I mildly disagree with one assertion in the article:
-Another reason is many internal IT systems were built to use IE6 specific features-
This is somewhat true. However, the real reason that corporates don't upgrade is the cost of rollout.
In a big corporate you'll have literally 1,000s or 10,000s of desktops. This is compounded by the fact that a browser isn't a single application - it could be hundreds of applications.
Something like a bank is generally going to be very conservative, so they'll only attempt that if it's properly regressed and tested... The cost and risk of this (let alone if something does break) is generally not enough.
Only a couple of years ago I was at large bank that was still on Windows NT. They only migrated when the risk of being out of support outweighed the migration risk.

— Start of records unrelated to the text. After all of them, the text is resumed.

use proc_macro::TokenStream;
use proc_macro2::TokenStream as TokenStream2;
use quote::quote;
use syn::parse::Parser;
use syn::punctuated::Punctuated;
use syn::{LitStr, Token, parse_macro_input};

/// Resolves a pitch name to its MIDI note number at compile time.
///
/// The name uses scientific pitch notation: a letter `A`-`G`, an optional
/// `#` or `b`, and an octave from -1 to 9. The expansion is a plain `u8`
/// literal, so it can be used in `const` items.
///
/// # Examples
///
/// ```ignore
/// use windchime::note;
///
/// const A4: u8 = note!("A4");
/// assert_eq!(A4, 69);
/// assert_eq!(note!("Bb3"), note!("A#3"));
/// ```
#[proc_macro]
pub fn note(input: TokenStream) -> TokenStream {
    let input = parse_macro_input!(input as LitStr);
    expand_note(&input).into()
}

/// Resolves a list of pitch names to a `[u8; N]` array at compile time.
///
/// ```ignore
/// use windchime::scale;
///
/// const C_MAJOR_TRIAD: [u8; 3] = scale!("C5", "E5", "G5");
/// assert_eq!(C_MAJOR_TRIAD, [72, 76, 79]);
/// ```
#[proc_macro]
pub fn scale(input: TokenStream) -> TokenStream {
    let parser = Punctuated::<LitStr, Token![,]>::parse_terminated;
    match parser.parse(input) {
        Ok(names) => expand_scale(names.iter()).into(),
        Err(e) => e.to_compile_error().into(),
    }
}

/// Expands one name to a `u8` literal, or a `compile_error!` spanned on the literal.
fn expand_note(lit: &LitStr) -> TokenStream2 {
    let name = lit.value();
    match parse_note(&name) {
        Ok(midi) => quote! { #midi },
        Err(e) => {
            let error_msg = format!("Invalid note name '{}': {}", name, e);
            syn::Error::new(lit.span(), error_msg).to_compile_error()
        }
    }
}

fn expand_scale<'a>(names: impl Iterator<Item = &'a LitStr>) -> TokenStream2 {
    let mut notes = Vec::new();
    for lit in names {
        match parse_note(&lit.value()) {
            Ok(midi) => notes.push(midi),
            Err(_) => return expand_note(lit),
        }
    }
    quote! { [#(#notes),*] }
}

fn semitone(letter: &str) -> Result<u8, String> {
    match letter.to_uppercase().as_str() {
        "C" => Ok(0),
        "C#" | "DB" => Ok(1),
        "D" => Ok(2),
        "D#" | "EB" => Ok(3),
        "E" | "FB" => Ok(4),
        "F" | "E#" => Ok(5),
        "F#" | "GB" => Ok(6),
        "G" => Ok(7),
        "G#" | "AB" => Ok(8),
        "A" => Ok(9),
        "A#" | "BB" => Ok(10),
        "B" => Ok(11),
        other => Err(format!("invalid pitch '{}'", other)),
    }
}

fn parse_note(s: &str) -> Result<u8, String> {
    if s.is_empty() {
        return Err("empty string".to_string());
    }

    let octave_start = match s.chars().position(|c| c.is_ascii_digit() || c == '-') {
        Some(0) => return Err("name starts with a number".to_string()),
        Some(pos) => pos,
        None => return Err("missing octave".to_string()),
    };

    let (pitch_str, octave_str) = s.split_at(octave_start);
    let octave = octave_str
        .parse::<i8>()
        .map_err(|_| format!("invalid octave '{}'", octave_str))?;
    if !(-1..=9).contains(&octave) {
        return Err(format!("octave {} out of range (-1 to 9)", octave));
    }

    let midi = (i16::from(octave) + 1) * 12 + i16::from(semitone(pitch_str)?);
    u8::try_from(midi)
        .ok()
        .filter(|m| *m <= 127)
        .ok_or_else(|| format!("note {} is above MIDI 127", midi))
}
//! The note data a chime hands to its synthesis backend.

use super::profile::EnvelopeProfile;

/// Identifies one strike of a [`Chime`](crate::Chime).
///
/// Ids increase monotonically per chime, so a backend can release the notes
/// of one strike while earlier strikes keep ringing.
#[derive(Debug, Clone, Copy, PartialEq, Eq, PartialOrd, Ord, Hash, Default)]
pub struct StrikeId(pub u64);

impl StrikeId {
    pub(crate) fn next(self) -> Self {
        StrikeId(self.0.wrapping_add(1))
    }
}

/// One sine component of a strike.
#[derive(Debug, Clone, Copy, PartialEq)]
pub struct PartialNote {
    /// Frequency in Hz
    pub frequency: f64,
    pub amplitude: f64,
    pub envelope: EnvelopeProfile,
}

/// Every partial of one chime strike, pressed and released as a unit.
#[derive(Debug, Clone, PartialEq)]
pub struct Strike {
    pub id: StrikeId,
    /// MIDI note of the fundamental
    pub root: u8,
    pub partials: Vec<PartialNote>,
}

impl Strike {
    /// Summed amplitude of all partials; the loudest the strike can get.
    pub fn peak_amplitude(&self) -> f64 {
        self.partials.iter().map(|p| p.amplitude).sum()
    }
}
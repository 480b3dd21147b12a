//! A wind chime in a breeze.
//!
//! Usage: `cargo run --example wind_chime -- [wind speed 0-50] [gusts]`
//!
//! Each gust swings the striker into a random tube and across a few of its
//! neighbours. Stronger wind strikes harder and pauses less between gusts.

mod common;

use anyhow::{Context, Result};
use common::{open_chime, wait};
use simple_logger::SimpleLogger;
use std::time::Duration;
use windchime::{ChimeConfig, Material, Scale, Striker, VoiceType, WindPattern};

fn main() -> Result<()> {
    SimpleLogger::new()
        .with_level(log::LevelFilter::Info)
        .env()
        .init()?;

    let mut args = std::env::args().skip(1);
    let wind_speed: f64 = match args.next() {
        Some(arg) => arg.parse().context("wind speed must be a number")?,
        None => 20.0,
    };
    let gusts: usize = match args.next() {
        Some(arg) => arg.parse().context("gust count must be a whole number")?,
        None => 12,
    };

    let config = ChimeConfig::default()
        .with_preset_scale(Scale::CorinthianBellsEb)
        .with_scale_offset(-12)
        .with_voice(VoiceType::Bell)
        .with_material(Material::Brass)
        .with_striker(Striker::HardWood)
        .with_loudness(0.5);
    let (mut chime, _stream) = open_chime(config)?;

    let wind = WindPattern::new(wind_speed);
    println!(
        "wind speed {:.1}, strike amplitude {:.2}",
        wind.wind_speed(),
        wind.amplitude()
    );

    let mut rng = rand::thread_rng();
    for _ in 0..gusts {
        let gust = wind.next_gust(&mut rng, chime.scale().len());
        for strike in &gust.strikes {
            chime.strike_index(strike.index, strike.amplitude)?;
            wait(strike.wait);
        }
        wait(gust.pause);
    }

    wait(Duration::from_secs_f64(chime.envelope().ring_time()));
    Ok(())
}
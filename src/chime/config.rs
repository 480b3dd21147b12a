//! Chime configuration with builder methods and optional JSON support.

use super::overtones::{Partial, VoiceType};
use super::profile::{MaterialProfile, StrikerProfile};
use super::waveform::DEFAULT_WAVE_SIZE;
use crate::music::Scale;

/// Playback rate of the waveform table, in Hz.
pub const DEFAULT_SAMPLE_RATE: u32 = 11020;

/// Default loudness factor for strikes and the waveform peak.
pub const DEFAULT_LOUDNESS: f64 = 0.5;

/// Everything needed to build a [`Chime`](crate::Chime).
///
/// # Examples
///
/// ```
/// use windchime::{ChimeConfig, Material, Scale, Striker, VoiceType};
///
/// let config = ChimeConfig::default()
///     .with_preset_scale(Scale::Westminster)
///     .with_material(Material::Brass)
///     .with_striker(Striker::HardWood)
///     .with_voice(VoiceType::Bell)
///     .with_scale_offset(-12)
///     .with_loudness(0.8);
///
/// assert_eq!(config.scale, vec!["G#5", "E5", "F#5", "B4"]);
/// assert_eq!(config.wave_size, 128);
/// assert_eq!(config.sample_rate, 11020);
/// ```
#[derive(Debug, Clone, PartialEq)]
#[cfg_attr(feature = "serde", derive(serde::Serialize, serde::Deserialize))]
#[cfg_attr(feature = "serde", serde(default))]
pub struct ChimeConfig {
    /// Pitch names, resolved in order
    pub scale: Vec<String>,
    pub material: MaterialProfile,
    pub striker: StrikerProfile,
    pub voice: VoiceType,
    /// Custom partials replacing the voice preset
    #[cfg_attr(feature = "serde", serde(skip_serializing_if = "Option::is_none"))]
    pub overtones: Option<Vec<Partial>>,
    /// Half-steps added to every scale entry
    pub scale_offset: i32,
    pub loudness: f64,
    /// Samples per waveform cycle
    pub wave_size: usize,
    /// Waveform playback rate in Hz
    pub sample_rate: u32,
}

impl Default for ChimeConfig {
    fn default() -> Self {
        Self {
            scale: Scale::default().to_names(),
            material: MaterialProfile::default(),
            striker: StrikerProfile::default(),
            voice: VoiceType::default(),
            overtones: None,
            scale_offset: 0,
            loudness: DEFAULT_LOUDNESS,
            wave_size: DEFAULT_WAVE_SIZE,
            sample_rate: DEFAULT_SAMPLE_RATE,
        }
    }
}

impl ChimeConfig {
    pub fn with_scale<I, S>(mut self, names: I) -> Self
    where
        I: IntoIterator<Item = S>,
        S: Into<String>,
    {
        self.scale = names.into_iter().map(Into::into).collect();
        self
    }

    pub fn with_preset_scale(mut self, scale: Scale) -> Self {
        self.scale = scale.to_names();
        self
    }

    pub fn with_material(mut self, material: impl Into<MaterialProfile>) -> Self {
        self.material = material.into();
        self
    }

    pub fn with_striker(mut self, striker: impl Into<StrikerProfile>) -> Self {
        self.striker = striker.into();
        self
    }

    pub fn with_voice(mut self, voice: VoiceType) -> Self {
        self.voice = voice;
        self
    }

    /// Replaces the voice preset with custom partials.
    ///
    /// They are validated when the chime is built.
    pub fn with_overtones(mut self, partials: Vec<Partial>) -> Self {
        self.overtones = Some(partials);
        self
    }

    pub fn with_scale_offset(mut self, offset: i32) -> Self {
        self.scale_offset = offset;
        self
    }

    pub fn with_loudness(mut self, loudness: f64) -> Self {
        self.loudness = loudness;
        self
    }

    pub fn with_wave_size(mut self, size: usize) -> Self {
        self.wave_size = size;
        self
    }

    pub fn with_sample_rate(mut self, sample_rate: u32) -> Self {
        self.sample_rate = sample_rate;
        self
    }
}

#[cfg(feature = "serde")]
impl ChimeConfig {
    /// Parses a configuration from JSON. Missing fields take their defaults.
    ///
    /// # Examples
    ///
    /// ```
    /// use windchime::{ChimeConfig, VoiceType};
    ///
    /// let config = ChimeConfig::from_json(r#"{ "voice": "bell", "scale_offset": 3 }"#).unwrap();
    /// assert_eq!(config.voice, VoiceType::Bell);
    /// assert_eq!(config.scale_offset, 3);
    /// assert_eq!(config.loudness, 0.5);
    /// ```
    pub fn from_json(json: &str) -> Result<Self, crate::error::ConfigError> {
        Ok(serde_json::from_str(json)?)
    }

    pub fn to_json(&self) -> Result<String, crate::error::ConfigError> {
        Ok(serde_json::to_string_pretty(self)?)
    }
}

#[cfg(test)]
mod tests {
    use super::*;
    use crate::chime::profile::{Material, Striker};

    #[test]
    fn test_defaults() {
        let config = ChimeConfig::default();
        assert_eq!(config.scale, vec!["C5", "E5", "G5", "A#5", "D6"]);
        assert_eq!(config.material, Material::SteelEmt.profile());
        assert_eq!(config.striker, Striker::Metal.profile());
        assert_eq!(config.voice, VoiceType::Tubular);
        assert_eq!(config.overtones, None);
        assert_eq!(config.scale_offset, 0);
        assert_eq!(config.loudness, 0.5);
        assert_eq!(config.wave_size, 128);
        assert_eq!(config.sample_rate, 11020);
    }

    #[test]
    fn test_builder_overrides() {
        let config = ChimeConfig::default()
            .with_scale(["A4", "C5"])
            .with_material(MaterialProfile::new(0.1, 0.5, 3.0))
            .with_overtones(vec![Partial::new(1.0, 1.0)])
            .with_wave_size(256)
            .with_sample_rate(44100);

        assert_eq!(config.scale, vec!["A4", "C5"]);
        assert_eq!(config.material.release_time, 3.0);
        assert_eq!(config.overtones.as_deref(), Some(&[Partial::new(1.0, 1.0)][..]));
        assert_eq!(config.wave_size, 256);
        assert_eq!(config.sample_rate, 44100);
    }
}
//! Synthesis backends and the audio building blocks behind them.
//!
//! This module provides:
//! - The `Synth` trait a chime drives, plus `SharedSynth` for sharing a
//!   backend with an audio callback
//! - `NoteLog`, a backend that only records commands
//! - `PolySynth`, a polyphonic backend rendering wavetable `Voice`s shaped
//!   by an `EnvelopeGenerator`
//! - Helpers to render any signal into sample buffers

mod backend;
mod envelope;
mod poly;
pub mod render;
mod voice;
mod wavetable;

pub use backend::{NoteLog, SharedSynth, Synth, SynthEvent};
pub use envelope::EnvelopeGenerator;
pub use poly::{DEFAULT_MAX_VOICES, PolySynth};
pub use render::{render, render_into, to_i16};
pub use voice::Voice;
pub use wavetable::WavetableOscillator;
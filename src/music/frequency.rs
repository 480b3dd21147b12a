//! Frequency type for representing pitch in Hz.

use super::core::midi_to_freq;
use std::ops::Mul;

/// A frequency value in Hz.
///
/// Accepts frequencies directly in Hz or as MIDI note numbers, and scales by
/// an overtone ratio with `*`.
///
/// # Examples
///
/// ```
/// use windchime::music::frequency::Frequency;
///
/// let fundamental: Frequency = 69u8.into();
/// assert!((fundamental.as_f64() - 440.0).abs() < 1e-9);
///
/// let overtone = fundamental * 2.76;
/// assert!((overtone.as_f64() - 1214.4).abs() < 1e-9);
/// ```
#[derive(Debug, Clone, Copy, PartialEq, PartialOrd)]
#[cfg_attr(feature = "serde", derive(serde::Serialize, serde::Deserialize))]
pub struct Frequency(f64);

impl Frequency {
    /// Creates a new frequency from Hz.
    pub fn from_hz(hz: f64) -> Self {
        Frequency(hz)
    }

    /// Creates a new frequency from a MIDI note number (69 = A4 = 440 Hz).
    pub fn from_midi(midi_note: u8) -> Self {
        Frequency(midi_to_freq(midi_note))
    }

    /// Returns the frequency value in Hz.
    pub fn as_f64(&self) -> f64 {
        self.0
    }
}

impl From<f64> for Frequency {
    fn from(hz: f64) -> Self {
        Frequency::from_hz(hz)
    }
}

impl From<u8> for Frequency {
    fn from(midi_note: u8) -> Self {
        Frequency::from_midi(midi_note)
    }
}

impl Mul<f64> for Frequency {
    type Output = Frequency;

    fn mul(self, ratio: f64) -> Self::Output {
        Frequency(self.0 * ratio)
    }
}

Even then, corporates have a fair bit of muscle and very often arrange extended support. A lot is of made of when products come out of support, but the reality is they are supported on these kinds of specific deals well beyond those timelines (and generally for a very tidy profit for the vendors).
I agree that most workplaces have no control over it. For example, we have IE6 where I work and I don't see it changing anytime soon.
However, by dropping IE6 support, its not to say everything on the site will be broken if you drop support. It'll just mean that from here on out, its possible things don't look or work quite as advertised, and it is suggested you upgrade your browser. It won't happen overnight, but it'll be better than having 25% market share for a browser thats a decade old in a couple years.
For me, I'd much prefer the web to slowly move forward than not at all.
For me, IE6 being the "corporate standard" is just more evidence of corporate IT departments slowly slipping into irrelevancy.
The last two contracts I've done have been what I (tongue-in-cheek) call guerilla contracts, where I've been building fairly big IT systems for parts of organisations that aren't IT.
I think as the younger generations get more senior in business, they won't have any time at all for corporate IT managers holding them back, or for arbitrary IT policy.